I realize that auto s = f(); is subject to mandatory copy elision as of C++17, so there is (at most) one call to copy-constructor of S. But is it guaranteed to happen inside f from the point of view of exception handling?
Tests in gcc, clang, mingw and msvc indicate that this is indeed so (the code is below). What bothers me is that
In any case, some quotes from the standard will be appreciated ;)
Here is the code I used for testing
#include<iostream>
struct S{
S(const S &){
throw "Oops";
}
S(int) noexcept {}
};
S f(){
static/*to avoid RVO*/ S stat(7);
try{
return stat;
}catch(const char *what){
std::cerr << "still in function after failed-return" << std::endl;
}
return S(7);// mandatory copy-elision (c++17);
}
int main()
try{
auto s = f();// mandatory copy-elision (c++17);
}catch(...){
std::cerr << "Exception from main..." << std::endl;
}
Since C++17, there isn't a copy after f returns. The return value of f is an unmaterialised temporary value, which is materialised in the initialisation of s, it isn't an object, and doesn't need to be copied to initialise something.

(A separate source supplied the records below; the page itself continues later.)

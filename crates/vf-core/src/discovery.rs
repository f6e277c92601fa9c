//! View file discovery: full directory scans and explicit selections

use crate::config::Config;
use crate::error::{CoreError, CoreResult};
use crate::view::ViewFile;
use std::collections::{BTreeSet, HashMap};
use std::path::{Path, PathBuf};

/// Which views a command operates on
#[derive(Debug, Clone, PartialEq, Eq)]
pub enum Selection {
    /// Every view matched by the include/exclude patterns
    All,
    /// Paths, file names or bare view names given by the user
    Explicit(Vec<String>),
}

impl Selection {
    /// `All` when no items were given, otherwise `Explicit`
    pub fn from_items(items: Vec<String>) -> Self {
        if items.is_empty() {
            Selection::All
        } else {
            Selection::Explicit(items)
        }
    }
}

/// Resolve a selection to view files under a project root
pub fn discover(root: &Path, config: &Config, selection: &Selection) -> CoreResult<Vec<ViewFile>> {
    match selection {
        Selection::All => scan_views(root, config),
        Selection::Explicit(items) => {
            let files = resolve_explicit(root, config, items);
            ensure_unique_names(&files)?;
            Ok(files)
        }
    }
}

/// Fail when two files share a stem, since a view name identifies exactly
/// one file within a run
pub fn ensure_unique_names(files: &[ViewFile]) -> CoreResult<()> {
    let mut seen: HashMap<&str, &Path> = HashMap::with_capacity(files.len());
    for file in files {
        if let Some(first) = seen.insert(file.name.as_str(), &file.path) {
            return Err(CoreError::DuplicateViewName {
                name: file.name.to_string(),
                path1: first.display().to_string(),
                path2: file.path.display().to_string(),
            });
        }
    }
    Ok(())
}

/// Scan the views directory with the configured include and exclude patterns.
///
/// Include patterns match recursively. Exclude patterns match either the
/// file name or the path relative to the views directory. Results are
/// sorted by path. Two files with the same stem are an error.
pub fn scan_views(root: &Path, config: &Config) -> CoreResult<Vec<ViewFile>> {
    let views_dir = config.views_dir_absolute(root);
    if !views_dir.is_dir() {
        return Err(CoreError::ViewsDirNotFound {
            path: views_dir.display().to_string(),
        });
    }

    let excludes = config
        .sql
        .exclude_patterns
        .iter()
        .map(|p| {
            glob::Pattern::new(p).map_err(|e| CoreError::InvalidPattern {
                pattern: p.clone(),
                message: e.to_string(),
            })
        })
        .collect::<CoreResult<Vec<_>>>()?;

    let base = glob::Pattern::escape(&views_dir.to_string_lossy());
    let mut paths = BTreeSet::new();

    for include in &config.sql.include_patterns {
        let pattern = format!("{}/**/{}", base, include);
        let entries = glob::glob(&pattern).map_err(|e| CoreError::InvalidPattern {
            pattern: include.clone(),
            message: e.to_string(),
        })?;
        for entry in entries {
            match entry {
                Ok(path) if path.is_file() => {
                    paths.insert(path);
                }
                Ok(_) => {}
                Err(e) => log::warn!("Cannot read {}: {}", e.path().display(), e.error()),
            }
        }
    }

    let files: Vec<ViewFile> = paths
        .into_iter()
        .filter(|path| !is_excluded(path, &views_dir, &excludes))
        .filter_map(into_view_file)
        .collect();
    ensure_unique_names(&files)?;
    Ok(files)
}

fn is_excluded(path: &Path, views_dir: &Path, excludes: &[glob::Pattern]) -> bool {
    let file_name = path
        .file_name()
        .map(|n| n.to_string_lossy().into_owned())
        .unwrap_or_default();
    let relative = path
        .strip_prefix(views_dir)
        .map(|p| p.to_string_lossy().into_owned())
        .unwrap_or_default();
    excludes
        .iter()
        .any(|pattern| pattern.matches(&file_name) || pattern.matches(&relative))
}

fn into_view_file(path: PathBuf) -> Option<ViewFile> {
    match ViewFile::from_path(path) {
        Ok(file) => Some(file),
        Err(e) => {
            log::warn!("Skipping view file: {}", e);
            None
        }
    }
}

/// Candidate paths tried for one explicit selection item, in order
fn candidates(root: &Path, views_dir: &Path, item: &str) -> Vec<PathBuf> {
    let mut candidates = vec![root.join(item)];
    if !item.contains('/') && !item.contains('\\') {
        if !item.ends_with(".sql") {
            candidates.push(views_dir.join(format!("{}.sql", item)));
        }
        candidates.push(views_dir.join(item));
    }
    candidates
}

fn has_sql_extension(path: &Path) -> bool {
    path.extension()
        .and_then(|e| e.to_str())
        .is_some_and(|e| e.eq_ignore_ascii_case("sql"))
}

/// Resolve explicit paths, file names or bare view names.
///
/// A candidate must exist and end in `.sql`. Candidates outside the views
/// directory are accepted only when the item named that exact path.
/// Unresolved items are logged and skipped.
pub fn resolve_explicit(root: &Path, config: &Config, items: &[String]) -> Vec<ViewFile> {
    let views_dir = config.views_dir_absolute(root);
    let mut paths = BTreeSet::new();

    for item in items {
        let tried = candidates(root, &views_dir, item);
        let exact = &tried[0];
        let found = tried.iter().find(|candidate| {
            candidate.is_file()
                && has_sql_extension(candidate)
                && (candidate.starts_with(&views_dir) || *candidate == exact)
        });

        match found {
            Some(path) => {
                paths.insert(path.clone());
            }
            None => {
                let tried: Vec<String> = tried.iter().map(|c| c.display().to_string()).collect();
                log::warn!(
                    "Could not find SQL file for '{}', skipping (tried: {})",
                    item,
                    tried.join(", ")
                );
            }
        }
    }

    paths.into_iter().filter_map(into_view_file).collect()
}

/// Union of a full scan and the selected targets, sorted by path.
///
/// Used as the reference universe when deploying a subset.
pub fn available_views(all: &[ViewFile], targets: &[ViewFile]) -> Vec<ViewFile> {
    all.iter()
        .chain(targets)
        .cloned()
        .collect::<BTreeSet<_>>()
        .into_iter()
        .collect()
}

#[cfg(test)]
#[path = "discovery_test.rs"]
mod tests;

It is not "mandatory copy elision". The lifetime rules were changed such that there isn't an object (yet).
it seems odd that return does not actually transfer control out of a function
You can have arbitrarily complex sub-expressions in a return statement, which can throw. If they do, you are allowed to catch them within the function. It would be highly inconvenient if you couldn't.